Dört gözle seni bekliyorduk…
Yanımızdayken, bizimleyken kıymetini pek bilememenin pişmanlığını yaşıyoruz senin her gidişinde…
Zamanla değil, gidişinle başlıyor hasretimiz.
O kadar özlüyoruz ki kelimeler kifayetsiz kalıyor hasretimizin ifadesinde…
Sana ulaşamayacağız korkusunu o kadar çok, o kadar derinden yaşıyoruz ki!..
Senin feyzinden, bereketinden, muhabbetinden nasiplenemeden bu dünyadan göçüp gitme korkusu bizimkisi…
O kadar dakiksin ki hiç bekletmiyorsunbizi, ancak biz gözlerimiz yolda bekliyoruz yine de seni…
Senin geleceğinden şüphemiz yokama geldiğinde belki bizi bulamayabilirsin korkusu bizimkisi.
Ölüm korkusu değil zinhar, ölüm haktır buna iman etmişiz biz.
“Külli nefsin zâikatü’l-mevt… / Her nefis ölümü tadacaktır…”
“İnnalillahi ve innaileyhiraciun… / Biz Allah’tan geldik, Allah’a gidiyoruz…”
Ölüme, ebedî yurdumuza, Hakk’ın karşısına çıkmaya daha hazır olabilmek için senin gelmen, bizi kendimize getirmen,gelip bizi daha da arındırmandır arzumuz.
Gelmesen bizi nefis muhasebesine, tövbeye; Kuran’a, sünnete sıkı sıkı sarılmaya kim teşvik edecek?
Şükürler olsun ki yine geldin!.. Sen giderken yaşadığımız hüzün sen gelince sevince dönüşüyor, tarifsiz bir sürur sarıyor yediden yetmişe hepimizin benliğini, içimiz kıpır kıpır…
Rabbimizin sana kavuşturmuş olmasının hakkını nasıl vereceğimiz noktasında tereddütler yaşasak da ilerleyen günlerde sana o kadar alışıyoruz ki her anımız, aşımız hatta işimiz sana ayarlı oluyor.
Sen gelmeden önceki biz gidiyor, yenileniyoruz, tazeleniyoruz, âdeta başka insanlara dönüşüyoruz.
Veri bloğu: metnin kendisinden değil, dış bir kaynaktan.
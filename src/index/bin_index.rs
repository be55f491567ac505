//! Per-reference mapping from bin number to bin.
//!
//! [`BinIndexBuilder`] owns the mutable state while records stream in;
//! [`BinIndexBuilder::finalize`] consumes it and returns a frozen
//! [`BinIndex`] that can be shared freely between query threads.

use std::collections::HashMap;

use super::{coalesce, Bin, BinKey, BinningScheme, Chunk, VirtualOffset};
use crate::error::{IndexError, Result};

/// Frozen binning index for one reference sequence.
///
/// Bins keep the order in which they were first populated (or read from
/// disk), so writing a parsed index reproduces the original bytes.
#[derive(Debug, Clone, Default)]
pub struct BinIndex {
    reference_sequence: u32,
    bins: Vec<Bin>,
    lookup: HashMap<u32, usize>,
}

impl BinIndex {
    /// Assemble an index from decoded bins, rejecting duplicate bin numbers.
    pub(crate) fn from_bins(reference_sequence: u32, bins: Vec<Bin>) -> Result<Self> {
        let mut lookup = HashMap::with_capacity(bins.len());
        for (idx, bin) in bins.iter().enumerate() {
            if lookup.insert(bin.bin_number(), idx).is_some() {
                return Err(IndexError::malformed(format!(
                    "duplicate bin {} on reference {}",
                    bin.bin_number(),
                    reference_sequence
                )));
            }
        }

        Ok(BinIndex {
            reference_sequence,
            bins,
            lookup,
        })
    }

    /// Reference sequence this index covers.
    pub fn reference_sequence(&self) -> u32 {
        self.reference_sequence
    }

    /// Look up a bin by number.
    pub fn get(&self, bin_number: u32) -> Option<&Bin> {
        self.lookup.get(&bin_number).map(|&idx| &self.bins[idx])
    }

    /// All populated bins.
    pub fn bins(&self) -> &[Bin] {
        &self.bins
    }

    /// Number of populated bins.
    pub fn len(&self) -> usize {
        self.bins.len()
    }

    /// True when no record was indexed on this reference.
    pub fn is_empty(&self) -> bool {
        self.bins.is_empty()
    }

    /// Chunks of every listed bin present in this index.
    ///
    /// Absent bin numbers contribute nothing. The result is unsorted.
    pub fn chunks_in(&self, bin_numbers: &[u32]) -> Vec<Chunk> {
        bin_numbers
            .iter()
            .filter_map(|&bin| self.get(bin))
            .flat_map(|bin| bin.chunks().iter().copied())
            .collect()
    }

    /// Deep comparison of bin numbers and chunk payloads, ignoring bin order.
    pub fn same_contents(&self, other: &BinIndex) -> bool {
        self.reference_sequence == other.reference_sequence
            && self.bins.len() == other.bins.len()
            && self.bins.iter().all(|bin| {
                other
                    .get(bin.bin_number())
                    .is_some_and(|theirs| bin.same_contents(theirs))
            })
    }
}

/// Mutable binning index under construction for one reference sequence.
#[derive(Debug, Clone)]
pub struct BinIndexBuilder {
    reference_sequence: u32,
    scheme: BinningScheme,
    bins: Vec<Bin>,
    lookup: HashMap<u32, usize>,
    last_start: Option<u64>,
}

impl BinIndexBuilder {
    /// Start an empty index for `reference_sequence`.
    pub fn new(reference_sequence: u32, scheme: BinningScheme) -> Self {
        BinIndexBuilder {
            reference_sequence,
            scheme,
            bins: Vec::new(),
            lookup: HashMap::new(),
            last_start: None,
        }
    }

    /// Reference sequence being built.
    pub fn reference_sequence(&self) -> u32 {
        self.reference_sequence
    }

    /// Index one record spanning `[start, end)` on the reference and
    /// occupying `[record_start_offset, record_end_offset)` in the file.
    ///
    /// The record lands in the smallest bin containing it. Records must
    /// arrive with non-decreasing starts; the builder is left untouched
    /// when any check fails.
    pub fn record_overlap(
        &mut self,
        reference_sequence: u32,
        start: u64,
        end: u64,
        record_start_offset: VirtualOffset,
        record_end_offset: VirtualOffset,
    ) -> Result<()> {
        if reference_sequence != self.reference_sequence {
            return Err(IndexError::UnsortedInput {
                reference_sequence: self.reference_sequence,
                previous: u64::from(self.reference_sequence),
                current: u64::from(reference_sequence),
            });
        }

        let bin_number = self.scheme.bin_for(start, end)?;

        if let Some(previous) = self.last_start {
            if start < previous {
                return Err(IndexError::UnsortedInput {
                    reference_sequence,
                    previous,
                    current: start,
                });
            }
        }

        let chunk = Chunk::new(record_start_offset, record_end_offset)?;

        let idx = match self.lookup.get(&bin_number) {
            Some(&idx) => idx,
            None => {
                self.bins
                    .push(Bin::new(BinKey::new(reference_sequence, bin_number)));
                self.lookup.insert(bin_number, self.bins.len() - 1);
                self.bins.len() - 1
            }
        };
        self.bins[idx].append(chunk);
        self.last_start = Some(start);

        Ok(())
    }

    /// Coalesce every bin and freeze the index.
    pub fn finalize(self) -> BinIndex {
        let mut bins = self.bins;
        for bin in &mut bins {
            let chunks = std::mem::take(bin.chunks_mut());
            *bin.chunks_mut() = coalesce(chunks);
        }

        log::debug!(
            "finalized bin index for reference {}: {} bins",
            self.reference_sequence,
            bins.len()
        );

        BinIndex {
            reference_sequence: self.reference_sequence,
            bins,
            lookup: self.lookup,
        }
    }
}
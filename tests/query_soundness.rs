use bamdex::{BaiIndex, BinningScheme, IndexBuilder, IndexRecord, VirtualOffset};
use proptest::prelude::*;

/// Sorted records for `reference_count` references, laid out back to back
/// in a fake BGZF stream so offsets grow with (reference, start).
fn layout(
    scheme: BinningScheme,
    per_reference: &[Vec<(u64, u64, u16)>],
) -> Vec<IndexRecord> {
    let mut records = Vec::new();
    let mut cursor = 0x10000u64;

    for (reference_sequence, spans) in per_reference.iter().enumerate() {
        let mut spans = spans.clone();
        spans.sort_by_key(|&(start, _, _)| start);
        for (start, len, size) in spans {
            let end = (start + len).min(scheme.max_span());
            let from = cursor;
            cursor += u64::from(size);
            records.push(IndexRecord::new(
                reference_sequence as u32,
                start,
                end,
                VirtualOffset::from_raw(from),
                VirtualOffset::from_raw(cursor),
            ));
        }
    }

    records
}

fn small_scheme() -> BinningScheme {
    BinningScheme::new(4, 64).expect("valid scheme")
}

fn spans() -> impl Strategy<Value = Vec<Vec<(u64, u64, u16)>>> {
    let max_start = small_scheme().max_span() - 1;
    proptest::collection::vec(
        proptest::collection::vec((0..max_start, 1u64..2_000, 1u16..400), 0..40),
        1..4,
    )
}

proptest! {
    #[test]
    fn plans_cover_every_overlapping_record(
        per_reference in spans(),
        queries in proptest::collection::vec((0u64..32_000, 1u64..5_000), 1..20),
    ) {
        let scheme = small_scheme();
        let records = layout(scheme, &per_reference);
        let index = IndexBuilder::with_scheme(scheme)
            .build(records.clone())
            .expect("sorted input builds");

        for reference_sequence in 0..per_reference.len() as u32 {
            for &(start, len) in &queries {
                let end = (start + len).min(scheme.max_span());
                let chunks = index.query(reference_sequence, start, end).expect("valid query");

                for window in chunks.windows(2) {
                    prop_assert!(window[0].end() < window[1].start(), "plan must be coalesced");
                }

                for record in records.iter().filter(|r| {
                    r.reference_sequence == reference_sequence && r.start < end && r.end > start
                }) {
                    prop_assert!(
                        chunks.iter().any(|c| c.contains(record.start_offset)),
                        "record {}-{} missed by query {}-{}",
                        record.start,
                        record.end,
                        start,
                        end
                    );
                }
            }
        }
    }

    #[test]
    fn parallel_build_matches_streaming_build(per_reference in spans(), threads in 1usize..4) {
        let scheme = small_scheme();
        let records = layout(scheme, &per_reference);

        let streamed = IndexBuilder::with_scheme(scheme)
            .with_reference_count(per_reference.len())
            .build(records.clone())
            .expect("streaming build");

        let mut grouped = vec![Vec::new(); per_reference.len()];
        for record in records {
            grouped[record.reference_sequence as usize].push(record);
        }
        let parallel = IndexBuilder::with_scheme(scheme)
            .with_threads(threads)
            .build_parallel(grouped)
            .expect("parallel build");

        prop_assert!(parallel.same_contents(&streamed));
    }

    #[test]
    fn built_index_survives_serialization(per_reference in spans()) {
        let scheme = small_scheme();
        let mut builder = IndexBuilder::with_scheme(scheme).with_reference_count(per_reference.len());
        for record in layout(scheme, &per_reference) {
            builder.push(record).expect("sorted input");
        }
        builder.add_unplaced_unmapped(per_reference.len() as u64);
        let index = builder.finish().expect("build");

        let bytes = index.to_bytes().expect("encode");
        let parsed = BaiIndex::read_with_scheme(&mut &bytes[..], scheme).expect("decode");

        prop_assert!(parsed.same_contents(&index));
        prop_assert_eq!(parsed.to_bytes().expect("re-encode"), bytes);
    }
}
Neydi sen gelmeden önceki dünya telaşımız, asabiyetimiz, burnumuzdan kıl aldırmayışımız? Sen gelince öyle mi ya? Senden önceki biz değiliz artık… Dünya telaşımız bitti; daha hoşgörülü, daha anlayışlıyız. En güzeli de başka insanları da düşünür olduk, yardımlaşmaya daha bir önem verir olduk, en cimrimiz bile bir başka cömert oluyor sen gelince…. Bereket yağıyor dünyaya, ülkemize, şehrimize, mahallemize, hanemize…
Varlığınla o kadar doluyoruz, o kadar doyuyoruz ki ne suya ne yemeğe meylimiz kalıyor.
Belki karnımız aç geziyoruz ama gönlümüz o kadar tok oluyor ki seninle olmanın hazzı ile mestaneyiz.
Şükür sebebisin sürekli… İyi ki gelmişsin, iyi ki yollarını gözlemişiz, iyi ki Rabbim yine kavuşmamıza müsaade eylemiş.
Bize düşen, şimdi seni hakkıyla ağırlamak… Seninle geçecek zamanlarımızı verimli değerlendirmek, seninle olan her anın kıymetini bilmek…
Rabbim, hakkıyla idrak edip ağırlamayı; af ve mağfiret olunmuş olarak bayrama ulaşmayı nasip eylesin!..
Hoş geldin oruç ayı!..Hoş geldin af ve mağfiret ayı!..Hoş geldin ey şehr-i ramazan!..
Yürekler bir başka, hislenir şimdi,
Beden değil, ruhlar beslenir şimdi,
Ezanlar bir başka, seslenir şimdi,
Hoşgeldin.. Ey onbir ayın sultanı.
Bir başka uzanır, yoksula eller,
Şefkate râm olur, en katı diller,
Yaş değil müjdedir, gözdeki seller,
Hoşgeldin.. Ey onbir ayın sultanı.
(Cengiz Numanoğlu)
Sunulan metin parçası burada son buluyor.